--- ABOUT THIS TASK ---
The lines needed are those from the start of the records through the line holding "interpreted. Declarations come", each copied exactly.

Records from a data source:
# # # #

//! Circular declaration set: the collaborator file naming which recipe sets
//! are allowed to form a build cycle, and the serial order to build them in.

use std::collections::BTreeSet;
use std::path::Path;

use crate::error::GroupingError;

/// One declared circular build group, by short recipe name.
#[derive(Debug, Clone)]
pub struct CircularDeclaration {
    /// The set of recipe names forming the group.
    pub members: BTreeSet<String>,
    /// The serial build order, a permutation of `members`.
    pub order: Vec<String>,
}

/// An ordered list of [`CircularDeclaration`]s, as read from a declarations
/// file.
#[derive(Debug, Clone, Default)]
pub struct CircularDeclarationSet {
    /// Declarations in file order.
    pub declarations: Vec<CircularDeclaration>,
}

impl CircularDeclarationSet {
    /// An empty declaration set — "no declared circular groups".
    #[must_use]
    pub fn empty() -> Self {
        Self::default()
    }
}

/// Read a circular-declarations file.
///
/// Lines are `#`-comment-stripped (an inline `#` suffix is stripped, matching
/// the reference implementation) before being interpreted. Declarations come
/// in strictly alternating `SRC SET:` / `BUILD ORDER:` pairs.
///
/// # Errors
///
/// - `GroupingError::MalformedDeclaration` if the alternation is broken, or
///   a declaration's `members` and `order` disagree, or `members` is empty.
pub fn read_declarations(path: &Path) -> Result<CircularDeclarationSet, GroupingError> {
    let contents =
        std::fs::read_to_string(path).map_err(|e| malformed(format!("cannot read {path:?}: {e}")))?;
    parse_declarations(&contents)
}

/// Build a `MalformedDeclaration` error, logging it per §4.8's per-fatal-
/// condition `tracing::error!` contract before returning it to the caller.
fn malformed(reason: impl Into<String>) -> GroupingError {
    let reason = reason.into();
    tracing::error!(reason = %reason, "malformed circular declaration");
    GroupingError::MalformedDeclaration(reason)
}

/// Parse a circular-declarations file body (see [`read_declarations`]).
///
/// # Errors
///
/// `GroupingError::MalformedDeclaration` on any alternation or member/order
/// mismatch.
pub fn parse_declarations(contents: &str) -> Result<CircularDeclarationSet, GroupingError> {
    let mut declarations = Vec::new();
    let mut pending_src_set: Option<Vec<String>> = None;

    for raw_line in contents.lines() {
        let line = match raw_line.split_once('#') {
            Some((before, _)) => before,
            None => raw_line,
        }
        .trim();

        if line.is_empty() {
            continue;
        }

        if let Some(rest) = line.strip_prefix("SRC SET:") {
            if pending_src_set.is_some() {
                return Err(malformed(
                    "two SRC SET: lines in a row, expected a BUILD ORDER: line between them",
                ));
            }
            pending_src_set = Some(rest.split_whitespace().map(str::to_string).collect());
        } else if let Some(rest) = line.strip_prefix("BUILD ORDER:") {
            let Some(members) = pending_src_set.take() else {
                return Err(malformed("BUILD ORDER: line with no preceding SRC SET: line"));
            };
            let order: Vec<String> = rest.split_whitespace().map(str::to_string).collect();

            let member_set: BTreeSet<String> = members.into_iter().collect();
            let order_set: BTreeSet<String> = order.iter().cloned().collect();

            if member_set.is_empty() {
                return Err(malformed("SRC SET: must not be empty"));
            }
            if member_set != order_set || member_set.len() != order.len() {
                return Err(malformed(format!(
                    "SRC SET {member_set:?} does not match BUILD ORDER {order:?}"
                )));
            }

            declarations.push(CircularDeclaration {
                members: member_set,
                order,
            });
        } else {
            return Err(malformed(format!("unrecognized declaration line: {line}")));
        }
    }

    if pending_src_set.is_some() {
        return Err(malformed("SRC SET: line with no following BUILD ORDER: line"));
    }

    Ok(CircularDeclarationSet { declarations })
}
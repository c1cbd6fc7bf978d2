//! `debsched` — a demonstration harness that loads a recipe set, builds a
//! [`debsched_core::Schedule`], and drains it with a simulated worker pool.
//!
//! This binary is an integration-test surface for the scheduler, not part of
//! its public contract: a real deployment would swap [`debsched_core::InMemoryPackageIndex`]
//! for an APT-backed one and replace [`worker::simulate_build`]-style stubs
//! with real build execution.

mod worker;

use std::path::PathBuf;
use std::process::ExitCode;
use std::sync::Arc;
use std::time::Duration;

use clap::Parser;
use debsched_core::{
    build_schedule_from_config, DscControlFileReader, InMemoryPackageIndex, ScheduleConfig,
};
use tracing_subscriber::layer::SubscriberExt;
use tracing_subscriber::util::SubscriberInitExt;

use worker::WorkerPoolOptions;

/// Build-schedule a set of Debian source recipes and drive them through a
/// simulated worker pool.
#[derive(Parser, Debug)]
#[command(version, about)]
struct Opts {
    /// Recipe-list file: one recipe path per line.
    #[arg(long)]
    recipes: PathBuf,

    /// Circular-declarations file naming allowed build cycles and their
    /// serial order. Omit if the recipe set has no declared cycles.
    #[arg(long)]
    declarations: Option<PathBuf>,

    /// Number of simulated build worker threads. Defaults to the available
    /// CPU count.
    #[arg(long)]
    workers: Option<usize>,

    /// Recipes requested per `next_batch` call.
    #[arg(long, default_value_t = debsched_core::config::DEFAULT_BATCH_SIZE)]
    batch_size: usize,

    /// Probability in `[0.0, 1.0]` that a dispensed recipe is reported as a
    /// failure, to exercise the retry path.
    #[arg(long, default_value_t = 0.0)]
    fail_rate: f64,
}

fn main() -> ExitCode {
    tracing_subscriber::registry()
        .with(
            tracing_subscriber::EnvFilter::try_from_default_env()
                .unwrap_or_else(|_| "debsched=info".into()),
        )
        .with(tracing_subscriber::fmt::layer())
        .init();

    let opts = Opts::parse();

    let mut config = ScheduleConfig::new(opts.recipes.clone()).with_batch_size(opts.batch_size);
    if let Some(declarations) = opts.declarations.clone() {
        config = config.with_declarations(declarations);
    }

    let index = InMemoryPackageIndex::new();
    let schedule = match build_schedule_from_config(&config, DscControlFileReader, &index) {
        Ok(schedule) => Arc::new(schedule),
        Err(err) => {
            tracing::error!(error = %err, "failed to build schedule");
            return ExitCode::FAILURE;
        }
    };

    let worker_options = WorkerPoolOptions {
        workers: opts.workers.unwrap_or_else(num_cpus::get),
        batch_size: opts.batch_size,
        fail_rate: opts.fail_rate,
    };

    println!(
        "dispatching with {} worker(s), batch size {}",
        worker_options.workers, worker_options.batch_size
    );

    let progress = {
        let schedule = Arc::clone(&schedule);
        std::thread::spawn(move || report_progress(&schedule))
    };

    worker::run(Arc::clone(&schedule), worker_options);
    if progress.join().is_err() {
        tracing::warn!("progress reporter thread panicked");
    }

    let stats = schedule.stats();
    println!(
        "done: {}/{} recipes accomplished across {} group(s)",
        stats.overall.accomplished,
        stats.overall.total,
        stats.groups.len()
    );

    ExitCode::SUCCESS
}

fn report_progress(schedule: &debsched_core::Schedule) {
    loop {
        let stats = schedule.stats();
        println!(
            "progress: {} accomplished, {} building, {} ready, {} waiting (of {})",
            stats.overall.accomplished,
            stats.overall.building,
            stats.overall.ready,
            stats.overall.waiting,
            stats.overall.total
        );
        if stats.done {
            return;
        }
        std::thread::sleep(Duration::from_millis(50));
    }
}
//! Debian source-package dependency resolver and build scheduler.
//!
//! Given a collection of source-package recipes (each declaring the binary
//! packages it produces and the binaries it build-depends upon), this crate
//! computes a safe build order and exposes a concurrent-safe API for a pool
//! of build workers to pull work, report success, or report failure.
//!
//! The pipeline is five cooperating components:
//!
//! 1. [`recipe`] — ingests recipes, extracting produced binaries and raw
//!    build-depends strings (C1).
//! 2. [`resolver`] — closes runtime deps through an external [`index::PackageIndex`]
//!    and derives the source-to-source dependency graph (C2).
//! 3. [`grouping`] — partitions the graph into Simple (acyclic) and Circular
//!    (declared-cycle) build groups, rejecting any cycle left undeclared (C3).
//! 4. [`priority`] (internal) — assigns bottom-up dispatch priorities within
//!    each Simple group (C4).
//! 5. [`scheduler`] — the mutex-protected runtime state machine workers call
//!    into (C5).
//!
//! [`build_schedule`] wires all five together for the common case; callers
//! needing finer control (a pre-built [`resolver::DependencyGraph`], a
//! custom [`grouping::BuildGroup`] set) can call the stage functions
//! directly.

#![warn(missing_docs)]
#![deny(unsafe_code)]
#![warn(unused_results)]

pub mod config;
pub mod declarations;
pub mod error;
pub mod grouping;
pub mod index;
mod priority;
pub mod recipe;
pub mod resolver;
pub mod scheduler;

pub use config::ScheduleConfig;
pub use declarations::{read_declarations, CircularDeclaration, CircularDeclarationSet};
pub use error::{GroupingError, LoaderError, ResolverError, ScheduleError, SchedulerError};
pub use grouping::BuildGroup;
pub use index::{InMemoryPackageIndex, PackageIndex};
pub use recipe::{
    read_recipe_list, ControlFileReader, ControlParagraph, DscControlFileReader, RecipeId,
    RecipeLoader, SourceRecipe,
};
pub use scheduler::{GroupStats, Schedule, ScheduleStats};

/// Run the full C1-C4 pipeline and assemble a ready-to-dispatch [`Schedule`].
///
/// This is the one-call convenience entry point; it reads every recipe in
/// `recipe_paths` via `reader`, resolves and groups the dependency graph
/// against `index` and `declarations`, and returns a scheduler workers can
/// immediately call `next_batch` against.
///
/// # Errors
///
/// Returns [`ScheduleError`] if recipe loading, dependency resolution, or
/// cycle classification fails — see each stage's error kind for detail.
pub fn build_schedule<R: ControlFileReader>(
    recipe_paths: &[String],
    reader: R,
    index: &dyn PackageIndex,
    declarations: &CircularDeclarationSet,
) -> Result<Schedule, ScheduleError> {
    let recipes = RecipeLoader::new(reader).load(recipe_paths)?;
    let graph = resolver::resolve(&recipes, index)?;
    let groups = grouping::group(&recipes, &graph, declarations)?;

    let names = recipes.iter().map(|r| (r.id, r.name.clone())).collect();
    Ok(Schedule::from_groups(groups, names))
}

/// Run [`build_schedule`] from a [`ScheduleConfig`], reading the recipe list
/// and (if named) the circular-declarations file from disk first.
///
/// # Errors
///
/// Returns [`ScheduleError`] if the recipe-list file, the declarations file,
/// or any pipeline stage fails to load.
pub fn build_schedule_from_config<R: ControlFileReader>(
    config: &ScheduleConfig,
    reader: R,
    index: &dyn PackageIndex,
) -> Result<Schedule, ScheduleError> {
    let recipe_paths = read_recipe_list(&config.recipe_list_path)?;
    let declarations = match &config.declarations_path {
        Some(path) => read_declarations(path)?,
        None => CircularDeclarationSet::empty(),
    };

    build_schedule(&recipe_paths, reader, index, &declarations)
}

#[cfg(test)]
mod tests {
    use super::*;

    struct FixedReader {
        paragraphs: std::collections::HashMap<String, ControlParagraph>,
    }

    impl ControlFileReader for FixedReader {
        fn read_control(&self, path: &str) -> Result<ControlParagraph, LoaderError> {
            self.paragraphs
                .get(path)
                .cloned()
                .ok_or_else(|| LoaderError::RecipeUnreadable {
                    path: path.to_string(),
                    reason: "no such recipe in fixture".to_string(),
                })
        }
    }

    fn paragraph(source: &str, binary: &[&str], build_depends: &str) -> ControlParagraph {
        ControlParagraph {
            source: source.to_string(),
            binary: binary.iter().map(|s| s.to_string()).collect(),
            build_depends: build_depends.to_string(),
            build_depends_indep: String::new(),
            build_depends_arch: String::new(),
        }
    }

    #[test]
    fn end_to_end_linear_chain() {
        let reader = FixedReader {
            paragraphs: std::collections::HashMap::from([
                ("/a".to_string(), paragraph("A", &["a"], "")),
                ("/b".to_string(), paragraph("B", &["b"], "a")),
                ("/c".to_string(), paragraph("C", &["c"], "b")),
            ]),
        };
        let index = InMemoryPackageIndex::new();
        let paths = vec!["/a".to_string(), "/b".to_string(), "/c".to_string()];

        let schedule =
            build_schedule(&paths, reader, &index, &CircularDeclarationSet::empty()).unwrap();

        let first = schedule.next_batch(1).unwrap();
        assert_eq!(first.len(), 1);
        schedule.report_success(first[0]).unwrap();

        let second = schedule.next_batch(1).unwrap();
        assert_eq!(second.len(), 1);
        schedule.report_success(second[0]).unwrap();

        let third = schedule.next_batch(1).unwrap();
        assert_eq!(third.len(), 1);
        schedule.report_success(third[0]).unwrap();

        assert!(schedule.is_done());
    }

    #[test]
    fn end_to_end_undeclared_cycle_is_rejected() {
        let reader = FixedReader {
            paragraphs: std::collections::HashMap::from([
                ("/x".to_string(), paragraph("X", &["x"], "y")),
                ("/y".to_string(), paragraph("Y", &["y"], "x")),
            ]),
        };
        let index = InMemoryPackageIndex::new();
        let paths = vec!["/x".to_string(), "/y".to_string()];

        let result = build_schedule(&paths, reader, &index, &CircularDeclarationSet::empty());
        assert!(matches!(result, Err(ScheduleError::Grouping(GroupingError::UndeclaredCycle(_)))));
    }

    #[test]
    fn end_to_end_declared_cycle_dispatches_serially() {
        let reader = FixedReader {
            paragraphs: std::collections::HashMap::from([
                ("/x".to_string(), paragraph("X", &["x"], "y")),
                ("/y".to_string(), paragraph("Y", &["y"], "x")),
            ]),
        };
        let index = InMemoryPackageIndex::new();
        let paths = vec!["/x".to_string(), "/y".to_string()];
        let declarations =
            declarations::parse_declarations("SRC SET: X Y\nBUILD ORDER: X Y\n").unwrap();

        let schedule = build_schedule(&paths, reader, &index, &declarations).unwrap();

        let first = schedule.next_batch(5).unwrap();
        assert_eq!(first.len(), 1);
        assert!(schedule.next_batch(5).unwrap().is_empty());
        schedule.report_success(first[0]).unwrap();

        let second = schedule.next_batch(5).unwrap();
        assert_eq!(second.len(), 1);
        schedule.report_success(second[0]).unwrap();

        assert!(schedule.is_done());
    }

    #[test]
    fn duplicate_binary_is_fatal() {
        let reader = FixedReader {
            paragraphs: std::collections::HashMap::from([
                ("/a".to_string(), paragraph("A", &["shared"], "")),
                ("/b".to_string(), paragraph("B", &["shared"], "")),
            ]),
        };
        let index = InMemoryPackageIndex::new();
        let paths = vec!["/a".to_string(), "/b".to_string()];

        let result = build_schedule(&paths, reader, &index, &CircularDeclarationSet::empty());
        assert!(matches!(result, Err(ScheduleError::Loader(LoaderError::DuplicateBinary { .. }))));
    }
}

# # # #

--- RESPONSE BOX ---
//! Circular declaration set: the collaborator file naming which recipe sets
//! are allowed to form a build cycle, and the serial order to build them in.

use std::collections::BTreeSet;
use std::path::Path;

use crate::error::GroupingError;

/// One declared circular build group, by short recipe name.
#[derive(Debug, Clone)]
pub struct CircularDeclaration {
    /// The set of recipe names forming the group.
    pub members: BTreeSet<String>,
    /// The serial build order, a permutation of `members`.
    pub order: Vec<String>,
}

/// An ordered list of [`CircularDeclaration`]s, as read from a declarations
/// file.
#[derive(Debug, Clone, Default)]
pub struct CircularDeclarationSet {
    /// Declarations in file order.
    pub declarations: Vec<CircularDeclaration>,
}

impl CircularDeclarationSet {
    /// An empty declaration set — "no declared circular groups".
    #[must_use]
    pub fn empty() -> Self {
        Self::default()
    }
}

/// Read a circular-declarations file.
///
/// Lines are `#`-comment-stripped (an inline `#` suffix is stripped, matching
/// the reference implementation) before being interpreted. Declarations come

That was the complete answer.